Tim kuasa hukum korban yang terdiri dari :
- Dr. Ramces Pandiangan,
- Dr. Lindung Pandiangan,
- Roy Sinaga, S.H.,
- Tiopan Tarigan S.H.,
- Candra Serasih S.H., dan
- Riswandi S.H.,
melakukan koordinasi intensif dengan penyidik di Mapolda Sumut.
Keluarga Besar Turun Gunung
Kartina Limbong, perwakilan keluarga korban, hadir didampingi oleh Putri serta cucu-cucu dari Manan Limbong.
Dalam pertemuan tersebut, mereka menegaskan komitmen penuh untuk memperjuangkan hak atas tanah yang telah mereka miliki secara sah secara adat maupun hukum.
“Kami akan pertahankan harga diri keluarga besar kami.
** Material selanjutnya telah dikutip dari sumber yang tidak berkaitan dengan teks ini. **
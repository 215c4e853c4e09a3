use crate::agent::ToolRegistry;
use crate::error::ToolError;
use crate::traits::{ArgValue, Number, ParamKind, ToolArgs, ToolCall, ToolSpec};
use serde_json::{Map, Value};
use std::sync::Arc;
use tracing::{debug, warn};

/// Result of running one [`ToolCall`]. `output` is the text that goes back
/// to the model, whether the call succeeded or not.
#[derive(Debug, Clone, PartialEq)]
pub struct ToolOutcome {
    pub call: ToolCall,
    pub output: String,
    pub error: Option<ToolError>,
}

impl ToolOutcome {
    pub fn is_error(&self) -> bool {
        self.error.is_some()
    }
}

pub struct ToolExecutor {
    registry: Arc<ToolRegistry>,
    strict_arguments: bool,
}

impl ToolExecutor {
    pub fn new(registry: Arc<ToolRegistry>) -> Self {
        Self {
            registry,
            strict_arguments: true,
        }
    }

    /// When disabled, argument keys the schema does not declare are ignored
    /// instead of rejected.
    pub fn with_strict_arguments(mut self, strict: bool) -> Self {
        self.strict_arguments = strict;
        self
    }

    pub fn registry(&self) -> &Arc<ToolRegistry> {
        &self.registry
    }

    pub async fn execute(
        &self,
        tool_name: &str,
        arguments: &Map<String, Value>,
    ) -> Result<String, ToolError> {
        let tool = self
            .registry
            .lookup(tool_name)
            .ok_or_else(|| ToolError::UnknownTool(tool_name.to_string()))?;

        let args = self.validate(&tool.spec(), arguments)?;
        tool.execute(&args).await
    }

    /// Decodes, executes and renders a model tool call. Never fails: every
    /// error becomes the outcome text.
    pub async fn run(&self, call: &ToolCall) -> ToolOutcome {
        let result = match decode_arguments(call) {
            Ok(arguments) => self.execute(&call.name, &arguments).await,
            Err(e) => Err(e),
        };

        match result {
            Ok(output) => {
                debug!(tool = %call.name, id = %call.id, %output, "Tool succeeded");
                ToolOutcome {
                    call: call.clone(),
                    output,
                    error: None,
                }
            }
            Err(e) => {
                warn!(tool = %call.name, id = %call.id, "Tool failed: {}", e);
                ToolOutcome {
                    call: call.clone(),
                    output: e.to_string(),
                    error: Some(e),
                }
            }
        }
    }

    fn validate(
        &self,
        spec: &ToolSpec,
        arguments: &Map<String, Value>,
    ) -> Result<ToolArgs, ToolError> {
        if self.strict_arguments
            && !spec.additional_properties
            && let Some(unknown) = arguments.keys().find(|k| spec.param(k).is_none())
        {
            return Err(ToolError::invalid(
                &spec.name,
                format!("unexpected parameter '{}'", unknown),
            ));
        }

        let mut args = ToolArgs::default();
        for param in &spec.parameters {
            let value = match arguments.get(&param.name) {
                Some(Value::Null) | None if param.required => {
                    return Err(ToolError::invalid(
                        &spec.name,
                        format!("missing required parameter '{}'", param.name),
                    ));
                }
                Some(Value::Null) | None => continue,
                Some(value) => value,
            };

            let coerced = match param.kind {
                ParamKind::Number => Number::from_json(value).map(ArgValue::Number),
                ParamKind::String => value.as_str().map(|s| ArgValue::Text(s.to_string())),
            };

            match coerced {
                Some(v) => args.insert(param.name.clone(), v),
                None => {
                    return Err(ToolError::invalid(
                        &spec.name,
                        format!(
                            "parameter '{}' must be a {}, got {}",
                            param.name,
                            param.kind.json_type(),
                            value
                        ),
                    ));
                }
            }
        }

        Ok(args)
    }
}

fn decode_arguments(call: &ToolCall) -> Result<Map<String, Value>, ToolError> {
    if call.arguments.trim().is_empty() {
        return Ok(Map::new());
    }

    match serde_json::from_str::<Value>(&call.arguments) {
        Ok(Value::Object(map)) => Ok(map),
        Ok(other) => Err(ToolError::malformed(
            &call.name,
            format!("expected a JSON object, got {}", other),
        )),
        Err(e) => Err(ToolError::malformed(&call.name, e.to_string())),
    }
}
use serde::{Deserialize, Serialize};
use std::str::FromStr;

#[derive(Debug, Clone, Copy, PartialEq, Eq, Default, Serialize, Deserialize)]
#[serde(rename_all = "lowercase")]
pub enum Voice {
    #[default]
    Alloy,
    Echo,
    Fable,
    Onyx,
    Nova,
    Shimmer,
}

impl Voice {
    pub const ALL: [Voice; 6] = [
        Voice::Alloy,
        Voice::Echo,
        Voice::Fable,
        Voice::Onyx,
        Voice::Nova,
        Voice::Shimmer,
    ];

    pub fn as_str(&self) -> &'static str {
        match self {
            Self::Alloy => "alloy",
            Self::Echo => "echo",
            Self::Fable => "fable",
            Self::Onyx => "onyx",
            Self::Nova => "nova",
            Self::Shimmer => "shimmer",
        }
    }

    pub fn description(&self) -> &'static str {
        match self {
            Self::Alloy => "Balanced, natural voice",
            Self::Echo => "Clear, professional voice",
            Self::Fable => "Warm, storytelling voice",
            Self::Onyx => "Deep, authoritative voice",
            Self::Nova => "Bright, energetic voice",
            Self::Shimmer => "Soft, gentle voice",
        }
    }

    pub fn names() -> String {
        Self::ALL.map(|v| v.as_str()).join(", ")
    }
}

impl std::fmt::Display for Voice {
    fn fmt(&self, f: &mut std::fmt::Formatter<'_>) -> std::fmt::Result {
        f.write_str(self.as_str())
    }
}

#[derive(Debug, PartialEq, Eq, thiserror::Error)]
#[error("Invalid voice '{0}'. Choose from: alloy, echo, fable, onyx, nova, shimmer")]
pub struct UnknownVoice(pub String);

impl FromStr for Voice {
    type Err = UnknownVoice;

    fn from_str(s: &str) -> Result<Self, Self::Err> {
        let wanted = s.trim().to_lowercase();
        Self::ALL
            .into_iter()
            .find(|v| v.as_str() == wanted)
            .ok_or_else(|| UnknownVoice(s.trim().to_string()))
    }
}
use anyhow::Result;
use clap::{Parser, Subcommand};
use parley_core::config::{self, Config};
use parley_core::error::ConfigError;
use tracing_subscriber::EnvFilter;

mod chat;
mod image;
mod onboard;
mod repl;
mod speech;

#[derive(Parser)]
#[command(name = "parley")]
#[command(about = "parley - chat, arithmetic tools, images and speech on the OpenAI API", long_about = None)]
struct Cli {
    #[command(subcommand)]
    command: Option<Commands>,
}

#[derive(Subcommand)]
enum Commands {
    /// Chat with the assistant; arithmetic tools are offered unless --plain
    Chat {
        #[arg(long)]
        plain: bool,
    },
    /// Generate images from prompts
    Image,
    /// Generate a transcript and spoken audio from prompts
    Speech,
    /// Write the config file interactively
    Onboard,
}

fn init_tracing() {
    let filter = EnvFilter::try_from_env("PARLEY_LOG").unwrap_or_else(|_| EnvFilter::new("warn"));
    tracing_subscriber::fmt()
        .with_env_filter(filter)
        .with_writer(std::io::stderr)
        .with_target(false)
        .init();
}

/// The config to start a session with, or `None` once the reason it cannot
/// start has been printed.
fn startup_config(loaded: Result<Config, ConfigError>) -> Option<Config> {
    match loaded {
        Ok(config) => Some(config),
        Err(e) => {
            println!("❌ Error: {}", e);
            if matches!(e, ConfigError::MissingApiKey) {
                println!("Set OPENAI_API_KEY in your environment or .env, or run `parley onboard`.");
            }
            None
        }
    }
}

#[tokio::main]
async fn main() -> Result<()> {
    init_tracing();
    let cli = Cli::parse();

    let command = cli.command.unwrap_or(Commands::Chat { plain: false });
    if let Commands::Onboard = command {
        match onboard::run_onboard() {
            Ok(onboard_config) => {
                config::save_config(&onboard_config, &config::get_config_path())?
            }
            Err(e) => println!("❌ Onboarding failed: {}", e),
        }
        return Ok(());
    }

    let Some(config) = startup_config(Config::load()) else {
        return Ok(());
    };
    match command {
        Commands::Chat { plain } => chat::run(&config, plain).await?,
        Commands::Image => image::run(&config).await?,
        Commands::Speech => speech::run(&config).await?,
        Commands::Onboard => {}
    }

    Ok(())
}
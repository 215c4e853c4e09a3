use crate::error::{PersistenceError, StudioError};
use crate::studio::{Voice, matching_entries, naming, recent_entries, write_file};
use crate::traits::{ChatMessage, ChatRequest, Provider, SpeechSynthesizer};
use chrono::{Local, NaiveDateTime, SecondsFormat};
use serde::{Deserialize, Serialize};
use std::path::{Path, PathBuf};
use std::sync::Arc;
use tracing::{debug, info};

pub const TRANSCRIPT_FILE: &str = "transcript.json";
pub const AUDIO_FILE: &str = "audio.mp3";

const TRANSCRIPT_SYSTEM_PROMPT: &str = "You are a helpful assistant that creates well-structured, engaging content based on user prompts. Generate clear, natural-sounding text that would work well as a spoken transcript.";
const PREVIEW_CHARS: usize = 200;

#[derive(Debug, Clone, PartialEq, Serialize, Deserialize)]
pub struct TranscriptRecord {
    pub original_prompt: String,
    pub transcript: String,
    pub generated_at: String,
    pub word_count: usize,
}

impl TranscriptRecord {
    pub fn new(prompt: &str, transcript: &str) -> Self {
        Self {
            original_prompt: prompt.to_string(),
            transcript: transcript.to_string(),
            generated_at: Local::now().to_rfc3339_opts(SecondsFormat::Micros, false),
            word_count: word_count(transcript),
        }
    }
}

pub fn word_count(text: &str) -> usize {
    text.split_whitespace().count()
}

/// First 200 characters, with `...` when anything was cut.
pub fn preview(text: &str) -> String {
    if text.chars().count() > PREVIEW_CHARS {
        let head: String = text.chars().take(PREVIEW_CHARS).collect();
        format!("{}...", head)
    } else {
        text.to_string()
    }
}

fn is_dir(path: &Path) -> bool {
    path.is_dir()
}

/// One folder per speech task, each holding a transcript and its audio.
pub struct SpeechStore {
    dir: PathBuf,
}

impl SpeechStore {
    pub fn new(dir: impl AsRef<Path>) -> Self {
        Self {
            dir: dir.as_ref().to_path_buf(),
        }
    }

    pub fn dir(&self) -> &Path {
        &self.dir
    }

    pub fn create_task(
        &self,
        prompt: &str,
        now: NaiveDateTime,
    ) -> Result<SpeechTask, PersistenceError> {
        let folder = self.dir.join(naming::task_folder_name(prompt, now));
        std::fs::create_dir_all(&folder).map_err(|e| PersistenceError::io(&folder, e))?;
        debug!(folder = %folder.display(), "Created speech task folder");
        Ok(SpeechTask { folder })
    }

    pub fn recent(&self, count: usize) -> Result<Vec<String>, PersistenceError> {
        recent_entries(&self.dir, count, is_dir)
    }

    pub fn count(&self) -> Result<usize, PersistenceError> {
        Ok(matching_entries(&self.dir, is_dir)?.len())
    }

    /// Removes every task folder, returning how many were removed.
    pub fn clear(&self) -> Result<usize, PersistenceError> {
        let folders = matching_entries(&self.dir, is_dir)?;
        for folder in &folders {
            std::fs::remove_dir_all(folder).map_err(|e| PersistenceError::io(folder, e))?;
        }
        Ok(folders.len())
    }
}

#[derive(Debug, Clone)]
pub struct SpeechTask {
    folder: PathBuf,
}

impl SpeechTask {
    pub fn folder(&self) -> &Path {
        &self.folder
    }

    pub fn name(&self) -> String {
        self.folder
            .file_name()
            .map(|n| n.to_string_lossy().to_string())
            .unwrap_or_default()
    }

    pub fn transcript_path(&self) -> PathBuf {
        self.folder.join(TRANSCRIPT_FILE)
    }

    pub fn audio_path(&self) -> PathBuf {
        self.folder.join(AUDIO_FILE)
    }

    pub fn save_transcript(&self, record: &TranscriptRecord) -> Result<u64, PersistenceError> {
        let json = serde_json::to_string_pretty(record)?;
        write_file(&self.transcript_path(), json.as_bytes())
    }

    pub fn save_audio(&self, audio: &[u8]) -> Result<u64, PersistenceError> {
        write_file(&self.audio_path(), audio)
    }
}

#[derive(Debug, Clone)]
pub struct SpeechReport {
    pub task: SpeechTask,
    pub transcript: String,
    pub word_count: usize,
    pub transcript_bytes: u64,
    pub audio_bytes: u64,
    pub preview: String,
}

pub struct SpeechStudio {
    provider: Arc<dyn Provider>,
    synthesizer: Arc<dyn SpeechSynthesizer>,
    store: SpeechStore,
    max_completion_tokens: u32,
}

impl SpeechStudio {
    pub fn new(
        provider: Arc<dyn Provider>,
        synthesizer: Arc<dyn SpeechSynthesizer>,
        store: SpeechStore,
    ) -> Self {
        Self {
            provider,
            synthesizer,
            store,
            max_completion_tokens: 2000,
        }
    }

    pub fn with_max_completion_tokens(mut self, max: u32) -> Self {
        self.max_completion_tokens = max;
        self
    }

    pub fn store(&self) -> &SpeechStore {
        &self.store
    }

    pub fn model(&self) -> &str {
        self.provider.model()
    }

    pub async fn generate_transcript(&self, prompt: &str) -> Result<String, StudioError> {
        let messages = [
            ChatMessage::system(TRANSCRIPT_SYSTEM_PROMPT),
            ChatMessage::user(prompt),
        ];
        let request =
            ChatRequest::new(&messages).with_max_completion_tokens(self.max_completion_tokens);

        let response = self.provider.chat(request).await?;
        let transcript = response.text_or_empty().trim().to_string();
        if transcript.is_empty() {
            return Err(StudioError::EmptyTranscript);
        }
        Ok(transcript)
    }

    /// Writes the transcript, then the audio, into a fresh task folder. A
    /// failed synthesis leaves the transcript in place.
    pub async fn create(&self, prompt: &str, voice: Voice) -> Result<SpeechReport, StudioError> {
        let transcript = self.generate_transcript(prompt).await?;

        let task = self.store.create_task(prompt, Local::now().naive_local())?;
        let record = TranscriptRecord::new(prompt, &transcript);
        let transcript_bytes = task.save_transcript(&record)?;

        let audio = self
            .synthesizer
            .synthesize_speech(&transcript, voice.as_str())
            .await?;
        let audio_bytes = task.save_audio(&audio)?;
        info!(task = %task.name(), %voice, audio_bytes, "Saved speech task");

        Ok(SpeechReport {
            preview: preview(&transcript),
            word_count: record.word_count,
            task,
            transcript,
            transcript_bytes,
            audio_bytes,
        })
    }
}
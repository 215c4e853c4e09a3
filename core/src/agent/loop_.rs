use crate::agent::{Conversation, ToolExecutor, ToolOutcome};
use crate::error::TurnError;
use crate::traits::{ChatRequest, ChatResponse, Provider, ToolSpec};
use std::sync::Arc;
use tracing::{debug, error, warn};

#[derive(Debug, Clone, Copy, PartialEq, Eq)]
pub enum DispatchState {
    AwaitingUserInput,
    ModelRequested,
    ToolCallsPending,
    ToolsExecuting,
    FollowUpRequested,
    ResponseReady,
}

/// What one turn produced, for display.
#[derive(Debug, Clone)]
pub struct TurnReport {
    pub reply: String,
    pub tool_runs: Vec<ToolOutcome>,
    pub model_requests: usize,
}

impl TurnReport {
    pub fn used_tools(&self) -> bool {
        !self.tool_runs.is_empty()
    }
}

/// Drives one session: user text in, model reply out, running any
/// requested tools in between. Tool calls never recurse: after they run,
/// exactly one follow-up request is made with no tools on offer.
pub struct AgentLoop {
    provider: Arc<dyn Provider>,
    executor: ToolExecutor,
    conversation: Conversation,
    max_completion_tokens: Option<u32>,
    state: DispatchState,
}

impl AgentLoop {
    pub fn new(
        provider: Arc<dyn Provider>,
        executor: ToolExecutor,
        system_prompt: impl Into<String>,
    ) -> Self {
        Self {
            provider,
            executor,
            conversation: Conversation::new(system_prompt),
            max_completion_tokens: None,
            state: DispatchState::AwaitingUserInput,
        }
    }

    pub fn with_max_completion_tokens(mut self, max: u32) -> Self {
        self.max_completion_tokens = Some(max);
        self
    }

    pub fn conversation(&self) -> &Conversation {
        &self.conversation
    }

    pub fn state(&self) -> DispatchState {
        self.state
    }

    pub fn model(&self) -> &str {
        self.provider.model()
    }

    /// Runs one turn. Blank input is ignored and returns `Ok(None)`.
    ///
    /// A provider failure ends the turn with an error; whatever was appended
    /// before the failing request stays, nothing is appended for it, and the
    /// loop is ready for the next input.
    pub async fn process(&mut self, input: &str) -> Result<Option<TurnReport>, TurnError> {
        let input = input.trim();
        if input.is_empty() {
            return Ok(None);
        }

        let result = self.run_turn(input).await;
        self.transition(DispatchState::AwaitingUserInput);

        match result {
            Ok(report) => Ok(Some(report)),
            Err(e) => {
                error!("Turn failed: {}", e);
                Err(e)
            }
        }
    }

    async fn run_turn(&mut self, input: &str) -> Result<TurnReport, TurnError> {
        self.conversation.push_user(input)?;

        self.transition(DispatchState::ModelRequested);
        let specs = self.executor.registry().specs();
        let response = self.request(&specs).await?;
        let mut model_requests = 1;
        let mut tool_runs = Vec::new();

        let reply = if response.has_tool_calls() {
            self.transition(DispatchState::ToolCallsPending);
            let calls = response.tool_calls;
            self.conversation
                .push_tool_calls(response.text, calls.clone())?;

            self.transition(DispatchState::ToolsExecuting);
            for call in &calls {
                let outcome = self.executor.run(call).await;
                self.conversation
                    .push_tool_result(&call.id, outcome.output.clone())?;
                tool_runs.push(outcome);
            }

            self.transition(DispatchState::FollowUpRequested);
            let follow_up = self.request(&[]).await?;
            model_requests += 1;
            if follow_up.has_tool_calls() {
                warn!(
                    count = follow_up.tool_calls.len(),
                    "Ignoring tool calls in follow-up response"
                );
            }
            follow_up.text.unwrap_or_default()
        } else {
            response.text.unwrap_or_default()
        };

        self.transition(DispatchState::ResponseReady);
        self.conversation.push_assistant(reply.clone())?;

        Ok(TurnReport {
            reply,
            tool_runs,
            model_requests,
        })
    }

    async fn request(&self, tools: &[ToolSpec]) -> Result<ChatResponse, TurnError> {
        let mut request = ChatRequest::new(self.conversation.messages()).with_tools(tools);
        if let Some(max) = self.max_completion_tokens {
            request = request.with_max_completion_tokens(max);
        }

        debug!(
            messages = self.conversation.len(),
            tools = tools.len(),
            model = self.provider.model(),
            "Requesting completion"
        );
        Ok(self.provider.chat(request).await?)
    }

    fn transition(&mut self, next: DispatchState) {
        debug!(from = ?self.state, to = ?next, "Dispatch transition");
        self.state = next;
    }
}

#[cfg(test)]
mod tests {
    use super::*;
    use crate::agent::ToolRegistry;
    use crate::error::{ProviderError, ToolError};
    use crate::testing::ScriptedProvider;
    use crate::tools::arithmetic_registry;
    use crate::traits::{ChatMessage, Role, ToolCall, ToolChoice};

    const SYSTEM: &str = "You are a helpful assistant with access to arithmetic functions.";

    fn agent(provider: Arc<ScriptedProvider>) -> AgentLoop {
        let executor = ToolExecutor::new(Arc::new(arithmetic_registry().unwrap()));
        AgentLoop::new(provider, executor, SYSTEM).with_max_completion_tokens(500)
    }

    /// Every tool message answers, in order, a call of the nearest preceding
    /// assistant message, and every such call is answered.
    fn assert_tool_pairing(messages: &[ChatMessage]) {
        let mut i = 0;
        while i < messages.len() {
            let msg = &messages[i];
            assert!(
                msg.role != Role::Tool,
                "tool message at {} without a preceding request",
                i
            );
            if msg.role == Role::Assistant && !msg.tool_calls.is_empty() {
                for (offset, call) in msg.tool_calls.iter().enumerate() {
                    let answer = &messages[i + 1 + offset];
                    assert_eq!(answer.role, Role::Tool);
                    assert_eq!(answer.tool_call_id.as_deref(), Some(call.id.as_str()));
                }
                i += msg.tool_calls.len();
            }
            i += 1;
        }
    }

    #[tokio::test]
    async fn plain_reply_uses_a_single_request() {
        let provider = Arc::new(ScriptedProvider::new().reply("Hello there!"));
        let mut agent = agent(provider.clone());

        let report = agent.process("hi").await.unwrap().unwrap();

        assert_eq!(report.reply, "Hello there!");
        assert_eq!(report.model_requests, 1);
        assert!(!report.used_tools());
        assert_eq!(provider.request_count(), 1);
        assert_eq!(agent.conversation().len(), 3);

        let request = &provider.requests()[0];
        assert_eq!(
            request.tool_names.as_deref(),
            Some(&["add", "subtract", "multiply", "divide"].map(String::from)[..])
        );
        assert_eq!(request.tool_choice, Some(ToolChoice::Auto));
        assert_eq!(request.max_completion_tokens, Some(500));
    }

    #[tokio::test]
    async fn addition_round_trip_appends_four_messages() {
        let provider = Arc::new(
            ScriptedProvider::new()
                .call_tools(vec![ToolCall::new("call_1", "add", r#"{"a":15,"b":7}"#)])
                .reply("15 + 7 = 22"),
        );
        let mut agent = agent(provider.clone());

        let report = agent.process("What is 15 + 7?").await.unwrap().unwrap();

        assert!(report.reply.contains("22"));
        assert_eq!(report.tool_runs.len(), 1);
        assert_eq!(report.tool_runs[0].output, "22");
        assert_eq!(report.model_requests, 2);

        let new = agent.conversation().tail(1);
        assert_eq!(new.len(), 4);
        assert_eq!(new[0], ChatMessage::user("What is 15 + 7?"));
        assert_eq!(new[1].role, Role::Assistant);
        assert_eq!(new[1].tool_calls.len(), 1);
        assert_eq!(new[1].content, None);
        assert_eq!(new[2], ChatMessage::tool_result("call_1", "22"));
        assert_eq!(new[3], ChatMessage::assistant("15 + 7 = 22"));
        assert_tool_pairing(agent.conversation().messages());
    }

    #[tokio::test]
    async fn follow_up_offers_no_tools_and_sees_results() {
        let provider = Arc::new(
            ScriptedProvider::new()
                .call_tools(vec![ToolCall::new("call_1", "divide", r#"{"a":100,"b":4}"#)])
                .reply("100 divided by 4 is 25."),
        );
        let mut agent = agent(provider.clone());
        agent.process("Calculate 100 divided by 4").await.unwrap();

        let requests = provider.requests();
        assert_eq!(requests.len(), 2);
        assert!(requests[1].tool_names.is_none());
        assert!(requests[1].tool_choice.is_none());

        let last = requests[1].messages.last().unwrap();
        assert_eq!(last.role, Role::Tool);
        assert_eq!(last.content.as_deref(), Some("25.0"));
    }

    #[tokio::test]
    async fn many_calls_run_in_order_with_one_follow_up() {
        let calls = vec![
            ToolCall::new("c1", "multiply", r#"{"a":6,"b":7}"#),
            ToolCall::new("c2", "subtract", r#"{"a":10,"b":4}"#),
            ToolCall::new("c3", "add", r#"{"a":0.5,"b":0.25}"#),
        ];
        let provider = Arc::new(
            ScriptedProvider::new()
                .call_tools(calls.clone())
                .reply("42, 6 and 0.75"),
        );
        let mut agent = agent(provider.clone());

        let report = agent.process("do three things").await.unwrap().unwrap();

        let outputs: Vec<_> = report.tool_runs.iter().map(|r| r.output.as_str()).collect();
        assert_eq!(outputs, vec!["42", "6", "0.75"]);
        let ids: Vec<_> = report.tool_runs.iter().map(|r| r.call.id.as_str()).collect();
        assert_eq!(ids, vec!["c1", "c2", "c3"]);
        assert_eq!(provider.request_count(), 2);
        assert_eq!(agent.conversation().count_role(Role::Tool), 3);
        assert_tool_pairing(agent.conversation().messages());
    }

    #[tokio::test]
    async fn tool_errors_become_conversation_content() {
        let provider = Arc::new(
            ScriptedProvider::new()
                .call_tools(vec![
                    ToolCall::new("c1", "modulo", r#"{"a":7,"b":2}"#),
                    ToolCall::new("c2", "divide", r#"{"a":7,"b":0}"#),
                    ToolCall::new("c3", "add", "not json"),
                ])
                .reply("None of those worked."),
        );
        let mut agent = agent(provider.clone());

        let report = agent.process("break things").await.unwrap().unwrap();

        assert_eq!(report.reply, "None of those worked.");
        assert_eq!(
            report.tool_runs[0].error,
            Some(ToolError::UnknownTool("modulo".into()))
        );
        assert_eq!(report.tool_runs[1].output, "Error: Division by zero");
        assert!(matches!(
            report.tool_runs[2].error,
            Some(ToolError::MalformedArguments { .. })
        ));
        assert_eq!(provider.request_count(), 2);
        assert_tool_pairing(agent.conversation().messages());
    }

    #[tokio::test]
    async fn transport_failure_aborts_only_the_turn() {
        let provider = Arc::new(
            ScriptedProvider::new()
                .fail(ProviderError::Api {
                    status: 503,
                    body: "overloaded".into(),
                })
                .reply("back online"),
        );
        let mut agent = agent(provider.clone());

        let err = agent.process("first").await.unwrap_err();
        assert!(matches!(err, TurnError::Transport(ProviderError::Api { status: 503, .. })));
        assert_eq!(agent.state(), DispatchState::AwaitingUserInput);
        assert_eq!(agent.conversation().count_role(Role::Assistant), 0);

        let report = agent.process("second").await.unwrap().unwrap();
        assert_eq!(report.reply, "back online");
        assert_eq!(agent.conversation().last().unwrap().role, Role::Assistant);
    }

    #[tokio::test]
    async fn failed_follow_up_leaves_tool_results_paired() {
        let provider = Arc::new(
            ScriptedProvider::new()
                .call_tools(vec![ToolCall::new("c1", "add", r#"{"a":1,"b":1}"#)])
                .fail(ProviderError::NoChoices)
                .reply("ok"),
        );
        let mut agent = agent(provider.clone());

        assert!(agent.process("1+1").await.is_err());
        assert_eq!(agent.conversation().pending_tool_calls(), 0);
        assert_eq!(agent.conversation().last().unwrap().role, Role::Tool);
        assert_tool_pairing(agent.conversation().messages());

        assert!(agent.process("try again").await.unwrap().is_some());
    }

    #[tokio::test]
    async fn blank_input_is_a_no_op() {
        let provider = Arc::new(ScriptedProvider::new());
        let mut agent = agent(provider.clone());

        assert!(agent.process("   ").await.unwrap().is_none());
        assert_eq!(provider.request_count(), 0);
        assert_eq!(agent.conversation().len(), 1);
    }

    #[tokio::test]
    async fn empty_registry_sends_no_tools() {
        let provider = Arc::new(ScriptedProvider::new().reply("Hi!"));
        let executor = ToolExecutor::new(Arc::new(ToolRegistry::new()));
        let mut agent = AgentLoop::new(provider.clone(), executor, "Be concise and friendly.");

        agent.process("hello").await.unwrap();

        let request = &provider.requests()[0];
        assert!(request.tool_names.is_none());
        assert!(request.tool_choice.is_none());
        assert!(request.max_completion_tokens.is_none());
    }

    #[tokio::test]
    async fn history_carries_across_turns() {
        let provider = Arc::new(ScriptedProvider::new().reply("one").reply("two"));
        let mut agent = agent(provider.clone());

        agent.process("first").await.unwrap();
        agent.process("second").await.unwrap();

        let second = &provider.requests()[1];
        assert_eq!(second.messages.len(), 4);
        assert_eq!(second.messages[2], ChatMessage::assistant("one"));
        assert_eq!(agent.conversation().len(), 5);
    }
}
Tanah ini milik Manan Limbong dan tidak pernah dijual kepada siapa pun!” tegas Kartina.
Kronologi Panjang : Tanah Dibeli Sah Tahun 1963
Menurut penjelasan Kartina, Manan Limbong membeli tanah tersebut pada 1963 dari pemegang hak ulayat marga Angkat melalui proses adat Pakpak Dairi yang sah.
Pembayaran dilakukan dengan kombinasi uang tunai, emas, makanan tradisional, ulos, dan sirih, sebagaimana adat yang berlaku.
Tahun 1980, sebagian tanah diserahkan untuk pembangunan Gereja Kristen Protestan Pakpak Dairi (GKPPD), sehingga surat tanah diperbaharui. Ironisnya…, masalah muncul dari dalam lingkaran keluarga sendiri.
😠 Tanah Dipinjam, Tapi Dijual..? Dugaan Penipuan Terkuak
Tahun 1973, seorang kerabat dekat, Alifsan Sagala, meminjam lahan tersebut untuk dikelola. Tidak pernah ada akad jual beli.
Namun, kejutan besar terjadi pada Januari 2025, saat sekelompok orang membersihkan lahan tersebut dan mengklaim telah membelinya dari Alifsan Sagala.
Sarah Sagala, pemilik sah lahan, langsung menghadang aktivitas ilegal tersebut.
“Kami tidak pernah menjual tanah ini..! Alifsan hanya meminjam, bukan memiliki,” tegas Sarah di lokasi.
Lebih mengejutkan lagi, Alifsan Sagala pernah menandatangani surat tanah Manan Limbong tahun 1980 sebagai saksi, yang semakin memperkuat posisi hukum keluarga Limbong.
🔍 Penyidikan Berlanjut : Publik Menanti Keadilan
Kini, publik menanti langkah tegas dari Polda Sumut untuk mengungkap tuntas praktik mafia tanah yang meresahkan ini.
Kasus ini juga menjadi peringatan serius atas pentingnya perlindungan hukum terhadap hak-hak tanah adat dan keluarga.
Polda Sumut diminta transparan dan tegas dalam menindak siapa pun yang terbukti memalsukan dokumen atau menjual tanah secara ilegal, meski berlindung di balik status kekeluargaan.